[Saved data entries]

++++++

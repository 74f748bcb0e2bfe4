//! Fixed-size text chunking with character overlap
//!
//! Sizes are measured in Unicode scalar values. Window `i` starts at
//! `i * (chunk_size - overlap)`; only the last window may be short.

use crate::config::ChunkingConfig;
use crate::error::Result;
use crate::types::{Chunk, Document};

/// A window of the source text
#[derive(Debug, Clone, PartialEq, Eq)]
pub struct TextSpan {
    pub text: String,
    /// Start offset in chars
    pub char_start: usize,
    /// End offset in chars (exclusive)
    pub char_end: usize,
}

/// Text chunker with configurable size and overlap
#[derive(Debug, Clone)]
pub struct TextChunker {
    /// Chunk size in characters
    chunk_size: usize,
    /// Overlap between consecutive chunks
    overlap: usize,
}

impl TextChunker {
    /// Create a new chunker; `overlap` must be smaller than `chunk_size`
    pub fn new(chunk_size: usize, overlap: usize) -> Result<Self> {
        ChunkingConfig {
            chunk_size,
            chunk_overlap: overlap,
        }
        .validate()?;

        Ok(Self {
            chunk_size,
            overlap,
        })
    }

    /// Create from configuration
    pub fn from_config(config: &ChunkingConfig) -> Result<Self> {
        Self::new(config.chunk_size, config.chunk_overlap)
    }

    pub fn chunk_size(&self) -> usize {
        self.chunk_size
    }

    pub fn overlap(&self) -> usize {
        self.overlap
    }

    /// Number of chunks `split` yields for text of `len` chars
    pub fn expected_count(&self, len: usize) -> usize {
        if len == 0 {
            0
        } else if len <= self.chunk_size {
            1
        } else {
            let step = self.chunk_size - self.overlap;
            (len - self.overlap).div_ceil(step)
        }
    }

    /// Split text into overlapping windows
    pub fn split(&self, text: &str) -> Vec<TextSpan> {
        // byte offset of every char, plus the end of the string
        let offsets: Vec<usize> = text
            .char_indices()
            .map(|(i, _)| i)
            .chain(std::iter::once(text.len()))
            .collect();
        let len = offsets.len() - 1;

        let mut spans = Vec::with_capacity(self.expected_count(len));
        if len == 0 {
            return spans;
        }

        let step = self.chunk_size - self.overlap;
        let mut start = 0;
        loop {
            let end = (start + self.chunk_size).min(len);
            spans.push(TextSpan {
                text: text[offsets[start]..offsets[end]].to_string(),
                char_start: start,
                char_end: end,
            });
            if end == len {
                break;
            }
            start += step;
        }

        spans
    }

    /// Chunk a document, numbering chunks from zero
    pub fn chunk_document(&self, doc: &Document) -> Vec<Chunk> {
        let chunks: Vec<Chunk> = self
            .split(&doc.content)
            .into_iter()
            .enumerate()
            .map(|(i, span)| {
                Chunk::new(doc, span.text, i as u32, span.char_start, span.char_end)
            })
            .collect();

        tracing::debug!(
            document_id = %doc.id,
            chunks = chunks.len(),
            "Chunked document"
        );
        chunks
    }
}

#[cfg(test)]
mod tests {
    use super::*;
    use crate::error::Error;
    use crate::types::FileType;
    use proptest::prelude::*;

    /// Rebuild the source by dropping each window's overlap prefix
    fn reassemble(chunker: &TextChunker, spans: &[TextSpan]) -> String {
        let mut out = String::new();
        for (i, span) in spans.iter().enumerate() {
            if i == 0 {
                out.push_str(&span.text);
            } else {
                out.extend(span.text.chars().skip(chunker.overlap()));
            }
        }
        out
    }

    #[test]
    fn test_invalid_overlap() {
        assert!(matches!(
            TextChunker::new(100, 100),
            Err(Error::InvalidConfiguration(_))
        ));
        assert!(TextChunker::new(0, 0).is_err());
        assert!(TextChunker::new(100, 99).is_ok());
    }

    #[test]
    fn test_short_text_single_chunk() {
        let chunker = TextChunker::new(500, 50).unwrap();
        let spans = chunker.split("Employees receive 15 vacation days per year.");
        assert_eq!(spans.len(), 1);
        assert_eq!(spans[0].char_start, 0);
        assert_eq!(spans[0].text, "Employees receive 15 vacation days per year.");
    }

    #[test]
    fn test_empty_text() {
        let chunker = TextChunker::new(500, 50).unwrap();
        assert!(chunker.split("").is_empty());
    }

    #[test]
    fn test_windows_overlap() {
        let chunker = TextChunker::new(10, 3).unwrap();
        let text = "abcdefghijklmnopqrstuvwxyz";
        let spans = chunker.split(text);

        assert_eq!(spans.len(), chunker.expected_count(26));
        assert_eq!(spans[0].text, "abcdefghij");
        assert_eq!(spans[1].text, "hijklmnopq");
        assert_eq!(spans[1].char_start, 7);
        assert_eq!(spans.last().unwrap().char_end, 26);
        assert_eq!(reassemble(&chunker, &spans), text);
    }

    #[test]
    fn test_multibyte_chars() {
        let chunker = TextChunker::new(4, 1).unwrap();
        let text = "héllo wörld ✓✓";
        let spans = chunker.split(text);
        assert!(spans.iter().all(|s| s.text.chars().count() <= 4));
        assert_eq!(reassemble(&chunker, &spans), text);
    }

    #[test]
    fn test_chunk_document_ids() {
        let chunker = TextChunker::new(10, 2).unwrap();
        let doc = Document::new("notes.txt", FileType::Txt, "x".repeat(25));
        let chunks = chunker.chunk_document(&doc);

        assert_eq!(chunks.len(), 3);
        assert_eq!(chunks[0].id, "notes.txt_0");
        assert_eq!(chunks[2].id, "notes.txt_2");
        assert!(chunks.iter().all(|c| c.document_id == "notes.txt"));
    }

    proptest! {
        #[test]
        fn prop_chunk_count_matches_formula(
            text in "[a-zé ]{0,400}",
            size in 1usize..60,
            overlap_seed in 0usize..60,
        ) {
            let overlap = overlap_seed % size;
            let chunker = TextChunker::new(size, overlap).unwrap();
            let len = text.chars().count();
            let spans = chunker.split(&text);

            let expected = if len == 0 {
                0
            } else if len <= size {
                1
            } else {
                (len - overlap + (size - overlap) - 1) / (size - overlap)
            };
            prop_assert_eq!(spans.len(), expected);
            prop_assert_eq!(reassemble(&chunker, &spans), text);

            for pair in spans.windows(2) {
                prop_assert_eq!(pair[1].char_start, pair[0].char_end - overlap);
                prop_assert_eq!(pair[0].text.chars().count(), size);
            }
        }
    }
}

++++++

• **ASSIGNED TASK**
Wherever a line in the data above holds the word "ChunkingConfig", copy that line.

• **COMPLETED TASK**
use crate::config::ChunkingConfig;
        ChunkingConfig {
    pub fn from_config(config: &ChunkingConfig) -> Result<Self> {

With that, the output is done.